Brief: Scan the data for "CableRecord" and copy each matching line.

+--

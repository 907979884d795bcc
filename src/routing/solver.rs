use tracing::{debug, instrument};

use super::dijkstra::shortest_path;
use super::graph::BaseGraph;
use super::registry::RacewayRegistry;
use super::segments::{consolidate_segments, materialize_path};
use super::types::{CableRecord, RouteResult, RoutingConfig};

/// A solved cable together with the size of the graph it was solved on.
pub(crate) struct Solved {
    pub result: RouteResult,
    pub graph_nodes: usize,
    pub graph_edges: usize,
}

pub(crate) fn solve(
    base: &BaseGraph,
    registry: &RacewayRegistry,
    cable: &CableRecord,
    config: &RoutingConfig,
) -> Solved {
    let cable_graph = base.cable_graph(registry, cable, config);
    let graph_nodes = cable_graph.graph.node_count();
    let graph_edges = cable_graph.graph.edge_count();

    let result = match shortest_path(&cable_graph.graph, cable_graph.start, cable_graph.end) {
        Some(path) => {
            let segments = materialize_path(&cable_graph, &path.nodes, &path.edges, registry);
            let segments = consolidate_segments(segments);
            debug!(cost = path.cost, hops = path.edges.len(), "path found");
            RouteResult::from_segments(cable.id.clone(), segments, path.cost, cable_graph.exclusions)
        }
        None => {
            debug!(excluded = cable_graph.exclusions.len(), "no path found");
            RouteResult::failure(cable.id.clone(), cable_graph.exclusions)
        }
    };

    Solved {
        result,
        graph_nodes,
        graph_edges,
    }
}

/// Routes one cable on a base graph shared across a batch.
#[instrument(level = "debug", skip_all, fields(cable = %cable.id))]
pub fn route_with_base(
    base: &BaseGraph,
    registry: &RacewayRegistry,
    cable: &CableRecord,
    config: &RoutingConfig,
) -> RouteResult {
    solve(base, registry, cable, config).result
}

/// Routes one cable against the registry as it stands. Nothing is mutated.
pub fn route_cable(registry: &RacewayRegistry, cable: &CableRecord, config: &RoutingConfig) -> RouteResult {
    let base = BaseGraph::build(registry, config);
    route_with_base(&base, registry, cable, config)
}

+--

Task solution:
use super::types::{CableRecord, RouteResult, RoutingConfig};
    cable: &CableRecord,
    cable: &CableRecord,
pub fn route_cable(registry: &RacewayRegistry, cable: &CableRecord, config: &RoutingConfig) -> RouteResult {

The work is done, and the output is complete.